**What is expected:** Below are entries. Copy exactly the lines running from the line that holds "let out = calculate_capital_call(&input).unwrap();" to the line that holds "commitments total 50M", with both ends included.

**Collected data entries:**
◆ ◆ ◆ ◆ ◆

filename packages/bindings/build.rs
extern crate napi_build;

fn main() {
    napi_build::setup();
}
use capital_call_core::capital_call::call::calculate_capital_call;
use capital_call_core::hierarchy::{resolve_call_investors, CommitmentRecord, HierarchyInput};
use capital_call_core::types::{Currency, InvestorType, Structure};
use pretty_assertions::assert_eq;
use rust_decimal::Decimal;
use rust_decimal_macros::dec;

// ===========================================================================
// Resolution feeding a capital call
// ===========================================================================

fn fund(
    id: &str,
    name: &str,
    level: Option<u8>,
    parent: Option<&str>,
    commitment: Decimal,
) -> Structure {
    Structure {
        id: id.into(),
        name: name.into(),
        total_commitment: commitment,
        hierarchy_level: level,
        parent_structure_id: parent.map(String::from),
        currency: Currency::USD,
    }
}

fn record(
    investor: &str,
    structure: &str,
    commitment: Decimal,
    called: Decimal,
    pct: Option<Decimal>,
) -> CommitmentRecord {
    CommitmentRecord {
        investor_id: investor.into(),
        investor_name: investor.to_uppercase(),
        investor_type: InvestorType::Institution,
        structure_id: structure.into(),
        commitment,
        called_to_date: called,
        ownership_percent: pct,
    }
}

fn master_feeder() -> HierarchyInput {
    HierarchyInput {
        structure_id: "master".into(),
        structures: vec![
            fund("master", "Global Master LP", Some(1), None, dec!(60000000)),
            fund("feeder-us", "US Feeder LP", Some(2), Some("master"), dec!(20000000)),
            fund("feeder-cay", "Cayman Feeder Ltd", Some(2), Some("master"), dec!(10000000)),
        ],
        commitments: vec![
            record("anchor", "master", dec!(30000000), dec!(6000000), Some(dec!(50))),
            record(
                "feeder-us-holdco",
                "feeder-us",
                dec!(20000000),
                dec!(4000000),
                Some(dec!(33.3333)),
            ),
            record(
                "feeder-cay-holdco",
                "feeder-cay",
                dec!(10000000),
                dec!(2000000),
                Some(dec!(16.6667)),
            ),
        ],
    }
}

#[test]
fn test_resolve_then_call() {
    let resolved = resolve_call_investors(&master_feeder()).unwrap().result;
    assert!(resolved.multi_level);
    assert_eq!(resolved.investors.len(), 3);

    let input = resolved.into_call_input(dec!(6000000), Some(2));
    let out = calculate_capital_call(&input).unwrap();
    let r = &out.result;

    assert!(r.multi_level);
    assert_eq!(r.summary.total_call_amount, dec!(6000000));
    let levels = r.levels.as_ref().unwrap();
    // 50% of the call goes to the two feeders
    assert_eq!(levels.intermediate.call_share, dec!(3000000));
    assert_eq!(levels.master.call_share, dec!(3000000));
    assert_eq!(r.allocations[0].structure_name.as_deref(), Some("US Feeder LP"));
    assert_eq!(r.allocations[0].call_amount, dec!(2000000));
    assert_eq!(r.allocations[1].call_amount, dec!(1000000));
    assert_eq!(r.allocations[2].call_amount, dec!(3000000));
}

#[test]
fn test_master_commitment_mismatch_surfaces_as_warning() {
    // Without the Cayman feeder the resolved commitments total 50M
    // against the 60M reported on the master.
    let mut input = master_feeder();
    input.commitments.pop();
    let resolved = resolve_call_investors(&input).unwrap().result;
    let out = calculate_capital_call(&resolved.into_call_input(dec!(1000000), None)).unwrap();
    assert_eq!(out.warnings.len(), 1);
    assert!(out.warnings[0].contains("structure 'Global Master LP'"));
}

#[test]
fn test_feeder_as_target_is_single_level() {
    let mut input = master_feeder();
    input.structure_id = "feeder-us".into();
    let resolved = resolve_call_investors(&input).unwrap().result;
    assert!(!resolved.multi_level);
    assert!(resolved.child_structure_ids.is_empty());
    assert_eq!(resolved.investors[0].structure_name.as_deref(), Some("US Feeder LP"));
}

#[test]
fn test_totals_report_called_capital() {
    let resolved = resolve_call_investors(&master_feeder()).unwrap().result;
    let called: Vec<Decimal> = resolved.totals.iter().map(|t| t.total_called).collect();
    assert_eq!(called, vec![dec!(6000000), dec!(4000000), dec!(2000000)]);
    assert!(resolved
        .totals
        .iter()
        .all(|t| t.total_commitment == t.reported_commitment || t.structure_id == "master"));
}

◆ ◆ ◆ ◆ ◆

**The completed task:**
    let out = calculate_capital_call(&input).unwrap();
    let r = &out.result;

    assert!(r.multi_level);
    assert_eq!(r.summary.total_call_amount, dec!(6000000));
    let levels = r.levels.as_ref().unwrap();
    // 50% of the call goes to the two feeders
    assert_eq!(levels.intermediate.call_share, dec!(3000000));
    assert_eq!(levels.master.call_share, dec!(3000000));
    assert_eq!(r.allocations[0].structure_name.as_deref(), Some("US Feeder LP"));
    assert_eq!(r.allocations[0].call_amount, dec!(2000000));
    assert_eq!(r.allocations[1].call_amount, dec!(1000000));
    assert_eq!(r.allocations[2].call_amount, dec!(3000000));
}

#[test]
fn test_master_commitment_mismatch_surfaces_as_warning() {
    // Without the Cayman feeder the resolved commitments total 50M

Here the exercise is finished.